> PROBLEM DETAILS: Please find the lines in the following records that hold "PartialEq", and copy them.

> DATA TO PROCESS:
....

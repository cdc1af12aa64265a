//! Session renewal orchestrator.
//!
//! [`SessionRefresher::force_refresh_session`] claims the [`ConcurrencyGuard`] and confirms
//! discovery metadata before dispatching a strategy. The refresh-token strategy runs once with no
//! retries. The iframe strategy is joined with the completion signal under the silent renew
//! timeout and wrapped in the timeout retry controller. Once the renewal settles, the result is
//! projected from session state into a token pair or `None`.

mod iframe;
mod metrics;
mod project;
mod refresh_token;
mod selector;

pub use metrics::RenewalMetrics;

// self
use crate::{
	_prelude::*,
	completion::CompletionSource,
	config::{ConfigurationReader, CustomParams, RenewalRequest},
	discovery::DiscoveryService,
	flow::FlowClassifier,
	guard::ConcurrencyGuard,
	obs::{self, RenewalPath, RenewalSpan, RenewalStep},
	session::{SessionState, SessionTokens},
	strategy::{IframeRenewal, RefreshTokenRenewal},
};

/// Settled result of one externally visible renewal call.
///
/// Failures travel on the `Err` side of [`Result`]; this enum only distinguishes a renewed
/// session from "no session".
#[derive(Clone, Debug, PartialEq, Eq)]
pub enum RenewalOutcome {
	/// The session is authenticated after the renewal.
	Renewed(SessionTokens),
	/// The renewal was skipped (guard held) or left no valid session.
	NoSession,
}
impl RenewalOutcome {
	/// Projects the outcome into the caller-facing token pair.
	pub fn into_tokens(self) -> Option<SessionTokens> {
		match self {
			Self::Renewed(tokens) => Some(tokens),
			Self::NoSession => None,
		}
	}

	fn step(&self) -> RenewalStep {
		match self {
			Self::Renewed(_) => RenewalStep::Success,
			Self::NoSession => RenewalStep::NoSession,
		}
	}
}

/// Coordinates session renewals against injected collaborators.
#[derive(Clone)]
pub struct SessionRefresher {
	/// Configuration read once per renewal call.
	pub config: Arc<dyn ConfigurationReader>,
	/// Decides between refresh-token and iframe renewal.
	pub flow: Arc<dyn FlowClassifier>,
	/// Current session validity and tokens.
	pub session: Arc<dyn SessionState>,
	/// Discovery metadata fetcher.
	pub discovery: Arc<dyn DiscoveryService>,
	/// Refresh-token renewal strategy.
	pub refresh_token: Arc<dyn RefreshTokenRenewal>,
	/// Iframe renewal strategy.
	pub iframe: Arc<dyn IframeRenewal>,
	/// Source of iframe completion notifications.
	pub completion: Arc<dyn CompletionSource>,
	/// Renewal-in-progress flag shared with collaborators.
	pub guard: ConcurrencyGuard,
	/// Shared counters for renewal outcomes.
	pub metrics: Arc<RenewalMetrics>,
}
impl SessionRefresher {
	/// Creates an orchestrator with a fresh [`ConcurrencyGuard`].
	pub fn new(
		config: Arc<dyn ConfigurationReader>,
		flow: Arc<dyn FlowClassifier>,
		session: Arc<dyn SessionState>,
		discovery: Arc<dyn DiscoveryService>,
		refresh_token: Arc<dyn RefreshTokenRenewal>,
		iframe: Arc<dyn IframeRenewal>,
		completion: Arc<dyn CompletionSource>,
	) -> Self {
		Self {
			config,
			flow,
			session,
			discovery,
			refresh_token,
			iframe,
			completion,
			guard: ConcurrencyGuard::new(),
			metrics: Default::default(),
		}
	}

	/// Shares an existing guard, e.g. one the silent-renew callback handler also clears.
	pub fn with_guard(mut self, guard: ConcurrencyGuard) -> Self {
		self.guard = guard;

		self
	}

	/// Renews the session and returns the resulting token pair.
	///
	/// Resolves to `Ok(None)` when another renewal is already running or when the renewal left no
	/// authenticated session. Configuration problems, strategy failures, discovery failures, and
	/// exhausted timeouts surface as errors.
	pub async fn force_refresh_session(
		&self,
		extra_params: Option<CustomParams>,
	) -> Result<Option<SessionTokens>> {
		self.renew(RenewalRequest::from(extra_params)).await.map(RenewalOutcome::into_tokens)
	}

	/// Runs one renewal call and reports the settled outcome.
	pub async fn renew(&self, request: RenewalRequest) -> Result<RenewalOutcome> {
		let config = self.config.configuration();
		let path = if self.flow.is_refresh_token_flow() {
			RenewalPath::RefreshToken
		} else {
			RenewalPath::Iframe
		};
		let span = RenewalSpan::new(path, "force_refresh_session");

		obs::record_renewal_step(path, RenewalStep::Attempt);
		self.metrics.record_attempt();

		let result = span
			.instrument(async {
				match path {
					RenewalPath::RefreshToken =>
						self.renew_with_refresh_token(&config, &request).await,
					RenewalPath::Iframe => self.renew_with_iframe(&config, &request).await,
				}
			})
			.await;

		match &result {
			Ok(outcome) => {
				let step = outcome.step();

				obs::record_renewal_step(path, step);

				if step == RenewalStep::Success {
					self.metrics.record_success();
				} else {
					self.metrics.record_no_session();
				}
			},
			Err(_) => {
				obs::record_renewal_step(path, RenewalStep::Failure);
				self.metrics.record_failure();
			},
		}

		result
	}
}
impl Debug for SessionRefresher {
	fn fmt(&self, f: &mut Formatter) -> FmtResult {
		f.debug_struct("SessionRefresher")
			.field("guard", &self.guard)
			.field("metrics", &self.metrics)
			.finish()
	}
}
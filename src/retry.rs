//! Timeout retry controller for the iframe renewal path.
//!
//! Only [`Error::Timeout`] is retried. Each retry clears the [`ConcurrencyGuard`] and then waits
//! `attempt * scaling` before invoking the operation again from scratch. Any other failure, and the
//! timeout that follows the last permitted retry, propagates unchanged.

// self
use crate::{
	_prelude::*,
	error::ConfigError,
	guard::ConcurrencyGuard,
	obs::{self, RenewalPath, RenewalStep},
	refresher::RenewalMetrics,
};

/// Upper bound on timeout retries for a single renewal call.
pub const MAX_RETRY_ATTEMPTS: u32 = 3;

/// Bounded linear backoff applied to timed-out iframe renewals.
#[derive(Clone, Copy, Debug, PartialEq, Eq, Serialize, Deserialize)]
#[serde(default)]
pub struct RetryPolicy {
	/// Maximum number of retries after the first timeout.
	pub max_attempts: u32,
	/// Backoff unit; the n-th retry waits `n * scaling_in_millis`.
	pub scaling_in_millis: u64,
}
impl RetryPolicy {
	const DEFAULT_SCALING_IN_MILLIS: u64 = 1_000;

	/// Decides whether the `failure`-th consecutive failure (1-based) earns another attempt.
	pub fn should_retry(&self, err: &Error, failure: u32) -> bool {
		err.is_timeout() && failure <= self.max_attempts
	}

	/// Backoff to wait before the retry that follows the `failure`-th failure.
	pub fn delay_for(&self, failure: u32) -> Duration {
		Duration::from_millis(self.scaling_in_millis.saturating_mul(u64::from(failure)))
	}

	/// Rejects a zero backoff scale.
	pub fn validate(&self) -> Result<(), ConfigError> {
		if self.scaling_in_millis == 0 { Err(ConfigError::ZeroRetryScaling) } else { Ok(()) }
	}
}
impl Default for RetryPolicy {
	fn default() -> Self {
		Self {
			max_attempts: MAX_RETRY_ATTEMPTS,
			scaling_in_millis: Self::DEFAULT_SCALING_IN_MILLIS,
		}
	}
}

/// Wraps a timeout-bounded operation with the [`RetryPolicy`].
///
/// Timed-out operations are expected to leave the guard set; the controller clears it before the
/// backoff (and before surfacing an exhausted timeout) so no other caller can slip in between.
#[derive(Debug)]
pub struct TimeoutRetry<'a> {
	policy: &'a RetryPolicy,
	guard: &'a ConcurrencyGuard,
	metrics: Option<&'a RenewalMetrics>,
}
impl<'a> TimeoutRetry<'a> {
	/// Creates a controller for the provided policy and guard.
	///
	/// The policy is not validated here. A policy that fails [`RetryPolicy::validate`] retries
	/// without backoff, so the operation should validate it before doing any work.
	pub fn new(policy: &'a RetryPolicy, guard: &'a ConcurrencyGuard) -> Self {
		Self { policy, guard, metrics: None }
	}

	/// Records retries on the provided counters.
	pub fn with_metrics(mut self, metrics: &'a RenewalMetrics) -> Self {
		self.metrics = Some(metrics);

		self
	}

	/// Runs `operation` until it succeeds, fails with a non-timeout error, or exhausts the policy.
	///
	/// The operation receives the 1-based attempt number.
	pub async fn run<T, F, Fut>(&self, mut operation: F) -> Result<T>
	where
		F: FnMut(u32) -> Fut,
		Fut: Future<Output = Result<T>>,
	{
		let mut failures = 0;

		loop {
			let err = match operation(failures + 1).await {
				Ok(value) => return Ok(value),
				Err(err) => err,
			};

			failures += 1;

			if err.is_timeout() {
				self.guard.reset_running();
			}
			if !self.policy.should_retry(&err, failures) {
				return Err(err);
			}

			let delay = self.policy.delay_for(failures);

			obs::timeout_retry(failures, delay);
			obs::record_renewal_step(RenewalPath::Iframe, RenewalStep::TimeoutRetry);

			if let Some(metrics) = self.metrics {
				metrics.record_timeout_retry();
			}

			tokio::time::sleep(delay).await;
		}
	}
}
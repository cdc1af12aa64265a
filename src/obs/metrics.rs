// self
use crate::obs::{RenewalPath, RenewalStep};

/// Records a renewal step via the global metrics recorder (when enabled).
pub fn record_renewal_step(path: RenewalPath, step: RenewalStep) {
	#[cfg(feature = "metrics")]
	{
		metrics::counter!(
			"session_refresh_renewal_total",
			"path" => path.as_str(),
			"outcome" => step.as_str()
		)
		.increment(1);
	}

	#[cfg(not(feature = "metrics"))]
	{
		let _ = (path, step);
	}
}
// self
use crate::{
	_prelude::*,
	completion,
	config::{RefreshConfig, RenewalRequest, merge_params},
	refresher::{RenewalOutcome, SessionRefresher, project::Settled, selector::Admission},
};

impl SessionRefresher {
	/// Refresh-token path: one strategy call, no timeout wrapper, no retries.
	pub(super) async fn renew_with_refresh_token(
		&self,
		config: &RefreshConfig,
		request: &RenewalRequest,
	) -> Result<RenewalOutcome> {
		let params =
			merge_params(request.extra_params.as_ref(), &config.custom_params_refresh_token);
		let Admission::Admitted { claim, endpoint } = self.admit(config)? else {
			return Ok(RenewalOutcome::NoSession);
		};

		self.confirm_discovery(&endpoint).await?;
		// The strategy's own payload is ignored; tokens come from session state.
		completion::dispatch_result(self.refresh_token.renew(&params).await)?;
		claim.release();

		Ok(self.project(Settled::RefreshToken))
	}
}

....

> RESULT OF THIS TASK:
#[derive(Clone, Debug, PartialEq, Eq)]
#[derive(Clone, Copy, Debug, PartialEq, Eq, Serialize, Deserialize)]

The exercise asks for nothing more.